University of Technology
- Type: Private
- Established: 2017
- Chairperson: Dr. Anshu Surana
- Location: Jaipur, Rajasthan, India
- Website: universityoftechnology.edu.in

= University of Technology, Jaipur =

Private university in Rajasthan, India

University of Technology is a private university located in Jaipur, Rajasthan, India.

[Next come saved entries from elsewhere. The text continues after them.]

//! Benchmarks for import tree resolution.

use criterion::{Criterion, black_box, criterion_group, criterion_main};
use parking_lot::Mutex;
use serde_json::{Value, json};
use std::sync::Arc;
use vellum_resolver::{
    MemoryPackageManager, Package, PackageManager, PackageResolver, PendingImport, Session,
};

fn package_payload(import: Value) -> String {
    json!({"type": "vellum", "version": "1.0", "import": import}).to_string()
}

/// pkg0 imports pkg1 imports ... imports pkg(depth-1).
fn chain_manager(depth: usize) -> Arc<MemoryPackageManager> {
    let manager = Arc::new(MemoryPackageManager::new());
    for level in 0..depth {
        let import = if level + 1 < depth {
            json!([{"name": format!("pkg{}", level + 1), "version": "1.0"}])
        } else {
            json!([])
        };
        manager.put(format!("pkg{level}:1.0"), package_payload(import));
    }
    manager
}

/// width independent leaf packages.
fn wide_manager(width: usize) -> Arc<MemoryPackageManager> {
    let manager = Arc::new(MemoryPackageManager::new());
    for index in 0..width {
        manager.put(format!("pkg{index}:1.0"), package_payload(json!([])));
    }
    manager
}

fn resolve(manager: &Arc<MemoryPackageManager>, import: Value) -> Vec<String> {
    let root = Arc::new(
        Package::new(
            "main",
            json!({"type": "vellum", "version": "1.0", "import": import}),
        )
        .unwrap(),
    );
    let pending = Arc::new(Mutex::new(PendingImport::new(
        root,
        None,
        Arc::new(Session::new()),
        Vec::new(),
    )));
    let resolver = PackageResolver::new(Arc::clone(manager) as Arc<dyn PackageManager>);

    let names = Arc::new(Mutex::new(Vec::new()));
    let sink = Arc::clone(&names);
    resolver.load(
        pending,
        move |ordered| {
            *sink.lock() = ordered
                .iter()
                .map(|package| package.name().to_string())
                .collect();
        },
        |_, message, _| panic!("bench import failed: {message}"),
    );

    let resolved = names.lock().clone();
    resolved
}

fn bench_chain_resolution(c: &mut Criterion) {
    let manager = chain_manager(32);
    c.bench_function("resolve_chain_32", |b| {
        b.iter(|| {
            black_box(resolve(
                &manager,
                json!([{"name": "pkg0", "version": "1.0"}]),
            ))
        });
    });
}

fn bench_wide_resolution(c: &mut Criterion) {
    let width = 64;
    let manager = wide_manager(width);
    let import: Vec<Value> = (0..width)
        .map(|index| json!({"name": format!("pkg{index}"), "version": "1.0"}))
        .collect();
    c.bench_function("resolve_wide_64", |b| {
        b.iter(|| black_box(resolve(&manager, Value::Array(import.clone()))));
    });
}

fn bench_load_after_ordering(c: &mut Criterion) {
    // Sibling i waits on sibling i+1, declared in the worst order so
    // nearly every entry defers before placement.
    let width = 32;
    let manager = wide_manager(width);
    let import: Vec<Value> = (0..width)
        .map(|index| {
            if index + 1 < width {
                json!({
                    "name": format!("pkg{index}"),
                    "version": "1.0",
                    "loadAfter": format!("pkg{}", index + 1)
                })
            } else {
                json!({"name": format!("pkg{index}"), "version": "1.0"})
            }
        })
        .collect();
    c.bench_function("resolve_load_after_32", |b| {
        b.iter(|| black_box(resolve(&manager, Value::Array(import.clone()))));
    });
}

criterion_group!(
    benches,
    bench_chain_resolution,
    bench_wide_resolution,
    bench_load_after_ordering
);
criterion_main!(benches);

It was established after the Rajasthan's assembly passed the University of Technology, Jaipur Bill, Act No 28 of 2017.

== Recognitions ==
University of Technology is recognized by Government of Rajasthan, All India Council for Technical Education, Bar Council of India, Association of Indian Universities, University Grants Commission (UGC) New Delhi, Pharmacy Council of India and Rehabilitation Council of India.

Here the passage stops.